Overweight Man Measuring His Belly with tape measure

I wrote a piece March 10 in which I argued that “obesity is a much more dangerous public health problem than the coronavirus.”

Four days later, I apologized for that piece because it wrongly “downplayed the risk of the coronavirus and criticized the resultant ‘public panic (or at least [the] media panic)” over COVID-19. 

”I was not entirely wrong,” I wrote. “For the vast majority of us, obesity is a much more dangerous public health problem than the coronavirus.”

Well, as it turns out, instead of looking at obesity and the coronavirus as two separate and distinct problems or causes of death, we should consider them as complementary partners in crime—as joint and interrelated causes of mortality: because, as the Washington Examiner’s Tina Lowe points out:

“New data seems to indicate that obesity is itself a risk factor” for dying from the coronavirus. “In France,” she notes,

more than 4 in 5 coronavirus patients in intensive care are overweight; and in Shenzhen, China, researchers found that obesity “significantly increases the risk of developing severe pneumonia” for coronavirus patients…

We also know that preexisting conditions—including hypertension, diabetes, and heart disease—contribute. Being overweight or obese are risk factors for all of those conditions…

This helps to explain why, relatively speaking, many more young Americans are dying from the coronavirus than are young people in other countries. As Lowe reports:

Stanford University researchers found that whereas those under 65 comprised 5% to 9% of all coronavirus deaths in eight major European epicenters, those younger than 65 have accounted for a staggering 30% of all coronavirus deaths in major U.S. hotbeds.

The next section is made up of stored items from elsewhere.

use std::fmt;
use tracing::warn;

/// Non-fatal conditions that end or narrow a run without failing it.
/// These are reported at WARNING level and the process still exits 0.
#[derive(Debug, Clone, PartialEq)]
pub enum BoundaryWarning {
    /// Commit message carries no merge request reference
    MergeRequestNotFound,
    /// None of the merge request labels selects a bump
    NoLabelMatched { labels: Vec<String> },
    /// Tag exists but cannot be parsed as a semantic version
    InvalidSemverTag { tag: String },
}

impl BoundaryWarning {
    /// Report the warning through the log
    pub fn log(&self) {
        warn!("{}", self);
    }
}

impl fmt::Display for BoundaryWarning {
    fn fmt(&self, f: &mut fmt::Formatter<'_>) -> fmt::Result {
        match self {
            BoundaryWarning::MergeRequestNotFound => write!(f, "Merge request not found"),
            BoundaryWarning::NoLabelMatched { labels } => {
                if labels.is_empty() {
                    write!(f, "No semver label matched: merge request has no labels")
                } else {
                    write!(f, "No semver label matched in: {}", labels.join(", "))
                }
            }
            BoundaryWarning::InvalidSemverTag { tag } => {
                write!(f, "{} is not a valid semver", tag)
            }
        }
    }
}
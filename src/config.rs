use crate::cli::{BumpArgs, GlobalArgs};
use crate::error::{Result, SemverLabelsError};
use crate::gitlab::{self, Environment};
use crate::labels::LabelPatterns;
use crate::output::DEFAULT_DOTENV_VAR;
use serde::{Deserialize, Serialize};
use std::fs;
use std::path::{Path, PathBuf};

/// Config file names searched in the current directory, in order
pub const CONFIG_FILE_NAMES: &[&str] = &[
    ".gitlab-ci-semver-labels.yml",
    ".gitlab-ci-semver-labels.yaml",
];

pub const DEFAULT_WORK_TREE: &str = ".";
pub const DEFAULT_REMOTE_NAME: &str = "origin";
pub const DEFAULT_GITLAB_TOKEN_ENV: &str = "GITLAB_TOKEN";
pub const DEFAULT_INITIAL_VERSION: &str = "0.0.0";

/// Contents of `.gitlab-ci-semver-labels.yml`.
///
/// Keys are the long flag names; every key is optional.
#[derive(Debug, Default, Deserialize, Serialize, Clone, PartialEq)]
#[serde(rename_all = "kebab-case")]
pub struct FileConfig {
    pub work_tree: Option<PathBuf>,
    pub remote_name: Option<String>,
    pub fetch_tags: Option<bool>,
    pub gitlab_token_env: Option<String>,
    pub gitlab_url: Option<String>,
    pub project: Option<String>,
    pub dotenv_file: Option<PathBuf>,
    pub dotenv_var: Option<String>,

    pub commit_message_regexp: Option<String>,
    pub fail: Option<bool>,
    pub initial_label_regexp: Option<String>,
    pub initial_version: Option<String>,
    pub major_label_regexp: Option<String>,
    pub minor_label_regexp: Option<String>,
    pub patch_label_regexp: Option<String>,
    pub prerelease: Option<bool>,
    pub prerelease_label_regexp: Option<String>,
}

/// Returns the first config file present in `dir`
pub fn find_config_file(dir: &Path) -> Option<PathBuf> {
    CONFIG_FILE_NAMES
        .iter()
        .map(|name| dir.join(name))
        .find(|path| path.is_file())
}

/// Loads a YAML config file.
///
/// An empty file is the same as no file.
///
/// # Returns
/// * `Ok(FileConfig)` - Parsed configuration
/// * `Err` - If the file cannot be read or is not valid YAML for the known keys
pub fn load_config(path: &Path) -> Result<FileConfig> {
    let content = fs::read_to_string(path).map_err(|e| {
        SemverLabelsError::config(format!("cannot read config file {}: {}", path.display(), e))
    })?;

    if content.trim().is_empty() {
        return Ok(FileConfig::default());
    }

    serde_yaml::from_str(&content).map_err(|e| {
        SemverLabelsError::config(format!("cannot parse config file {}: {}", path.display(), e))
    })
}

/// Fully resolved, read-only settings for one invocation
#[derive(Debug, Clone, PartialEq)]
pub struct Settings {
    pub work_tree: PathBuf,
    pub remote_name: String,
    pub fetch_tags: bool,
    /// Name of the environment variable holding the GitLab token
    pub gitlab_token_env: String,
    pub gitlab_url: String,
    pub project: String,
    pub dotenv_file: Option<PathBuf>,
    pub dotenv_var: String,

    pub commit_message_regexp: String,
    pub labels: LabelPatterns,
    pub initial_version: String,
    pub fail: bool,
    pub prerelease: bool,
}

impl Settings {
    /// Merge every configuration source.
    ///
    /// Command line values (already merged with their
    /// `GITLAB_CI_SEMVER_LABELS_*` environment variables by clap) win over
    /// the config file. `CI_SERVER_URL` and `CI_PROJECT_ID` stand in as
    /// defaults for `gitlab-url` and `project`.
    pub fn resolve<E: Environment>(
        global: &GlobalArgs,
        bump: Option<&BumpArgs>,
        file: FileConfig,
        env: &E,
    ) -> Self {
        let default_bump = BumpArgs::default();
        let bump = bump.unwrap_or(&default_bump);
        let defaults = LabelPatterns::default();

        Settings {
            work_tree: global
                .work_tree
                .clone()
                .or(file.work_tree)
                .unwrap_or_else(|| PathBuf::from(DEFAULT_WORK_TREE)),
            remote_name: pick(&global.remote_name, file.remote_name, DEFAULT_REMOTE_NAME),
            fetch_tags: global.fetch_tags.or(file.fetch_tags).unwrap_or(true),
            gitlab_token_env: pick(
                &global.gitlab_token_env,
                file.gitlab_token_env,
                DEFAULT_GITLAB_TOKEN_ENV,
            ),
            gitlab_url: global
                .gitlab_url
                .clone()
                .or(file.gitlab_url)
                .or_else(|| env.non_empty(gitlab::SERVER_URL_ENV))
                .unwrap_or_else(|| gitlab::DEFAULT_GITLAB_URL.to_string()),
            project: global
                .project
                .clone()
                .or(file.project)
                .or_else(|| env.non_empty(gitlab::PROJECT_ID_ENV))
                .unwrap_or_default(),
            dotenv_file: global
                .dotenv_file
                .clone()
                .or(file.dotenv_file)
                .filter(|path| !path.as_os_str().is_empty()),
            dotenv_var: pick(&global.dotenv_var, file.dotenv_var, DEFAULT_DOTENV_VAR),

            commit_message_regexp: pick(
                &bump.commit_message_regexp,
                file.commit_message_regexp,
                gitlab::DEFAULT_COMMIT_MESSAGE_REGEXP,
            ),
            labels: LabelPatterns {
                initial: pick(
                    &bump.initial_label_regexp,
                    file.initial_label_regexp,
                    &defaults.initial,
                ),
                major: pick(&bump.major_label_regexp, file.major_label_regexp, &defaults.major),
                minor: pick(&bump.minor_label_regexp, file.minor_label_regexp, &defaults.minor),
                patch: pick(&bump.patch_label_regexp, file.patch_label_regexp, &defaults.patch),
                prerelease: pick(
                    &bump.prerelease_label_regexp,
                    file.prerelease_label_regexp,
                    &defaults.prerelease,
                ),
            },
            initial_version: pick(
                &bump.initial_version,
                file.initial_version,
                DEFAULT_INITIAL_VERSION,
            ),
            fail: bump.fail.or(file.fail).unwrap_or(false),
            prerelease: bump.prerelease.or(file.prerelease).unwrap_or(false),
        }
    }
}

fn pick(cli: &Option<String>, file: Option<String>, default: &str) -> String {
    cli.clone()
        .or(file)
        .unwrap_or_else(|| default.to_string())
}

For those in New York City, the absolute risk for people under 65 of dying from the coronavirus has been nearly three times greater than those in Italy, seven times greater than those in Belgium, and 46 times greater than those in Germany…

It should come as no surprise, [then], that younger populations in the United States are being hit so hard. More than 1 in 3 Americans is obese compared to roughly 1 in 5 Italians, Belgians, and Germans.

It’s no big mystery. We’re just fat, and right now it’s a big problem.

Indeed, according to the Centers for Disease Control and Prevention (CDC), roughly 2.8 million Americans die annually; and, as Medscape reports:

Overweight and obesity were associated with nearly 1 in 5 deaths (18.2%) among adults in the United States from 1986 through 2006, according to a study published in the American Journal of Public Health. Previous research has likely underestimated obesity’s impact on US mortality.

Mathematically, this means that roughly 500,000 Americans die every year because of obesity (2.8 million x 18 percent = 504,000).

By contrast, the worst projections for the coronavirus initially said it would lead to as many as 200,000 American deaths, or less than half the number of deaths caused by obesity. 

National Public Radio, moreover, reports that, according to Dr. Anthony Fauci, the head of the National Institute of Allergy and Infectious Diseases, “the final toll currently ‘looks more like 60,000 than the 100,000 to 200,000’ that U.S. officials previously estimated.”

But again, my point here is not to minimize the coronavirus, which is far more insidious, sudden, and unpredictable than obesity. Instead, it is to point out that the prevalence of obesity in the United States makes the coronavirus a much more dangerous and potentially fatal problem, especially for young people.

The bottom line: while you’re at home sheltering in place under stay-at-home orders mandated by the government, be sure to limit your trips to the fridge and kitchen pantry, and be sure to get in a good home workout.

That way, if you do contract the coronavirus, you’ll have a much better chance of weathering the storm and coming out alive on the other side.

Feature photo credit: Daily Times.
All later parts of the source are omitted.